Hacker News new | ask | show | jobs
by chongli 2668 days ago
I thought the whole purpose of using third party JavaScript and third party cookies in advertising is that the advertisers don't trust the host backends. What's to stop a site operator from "boosting" the stats in order to make more money?
2 comments

Useful for people using Facebook pixel, Google Ads pixel. They have no incentive to lie (they aren't making money out Facebook or Google), it's just about making sure their users are being tracked after clicking an ad on Instagram, etc.
So you just do a get adprovider.foo/track/<id> from the browser with no cookies and batch send from your backend -- they then just make sure the data you send them roughly matches?

For most big sites this isn't a problem as you're not going to be gaming the stats (presumably the legal costs outweigh the benefit) -- for the scammy small sites faking ad rev.. Well, if this kills them then good riddance ?

Can't the big sites negotiate directly with advertisers? I thought I read somewhere that the New York Times does this. In that case, why bother with the bloat of ad networks and their monstrous JavaScripts and other garbage?

If it's (as you say) good riddance to the small, scammy sites then I think it's the medium-sized sites which will really have a problem. Not big enough to negotiate directly, not small enough to disappear overnight.

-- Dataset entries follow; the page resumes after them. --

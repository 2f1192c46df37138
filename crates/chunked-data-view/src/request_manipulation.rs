//! Narrowing a part's base request to a single chunk.

use mars_request::Request;

use crate::axis::Axis;
use crate::error::{Result, ViewError};
use crate::index_mapper::delinearize;

/// Restrict `request` to element `index` of `axis`.
///
/// A bulk axis only has chunk 0 and keeps every value of its parameters; a
/// chunked axis pins each parameter to the single value selected by `index`.
pub fn update_request(request: &mut Request, axis: &Axis, index: usize) -> Result<()> {
    if !axis.is_chunked() {
        if index != 0 {
            return Err(ViewError::out_of_bounds(
                format!("bulk axis {}", axis),
                index,
                1,
            ));
        }
        for param in axis.parameters() {
            request.set_values(param.name(), param.values())?;
        }
        return Ok(());
    }

    let indices = delinearize(index, axis)?;
    for (param, i) in axis.parameters().iter().zip(indices) {
        request.set_value(param.name(), &param.values()[i])?;
    }
    Ok(())
}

> why bother with the bloat of ad networks

Except a few very rare cases, ad networks can statistically deliver a far more effective ad than a manually curated ad.

The network also has the infrastructure in place to track the user all the way from the ad click to completing a purchase, potentially across many devices or even in a physical store. They use those numbers to demonstrate their value with hard figures rather than marketing fluff.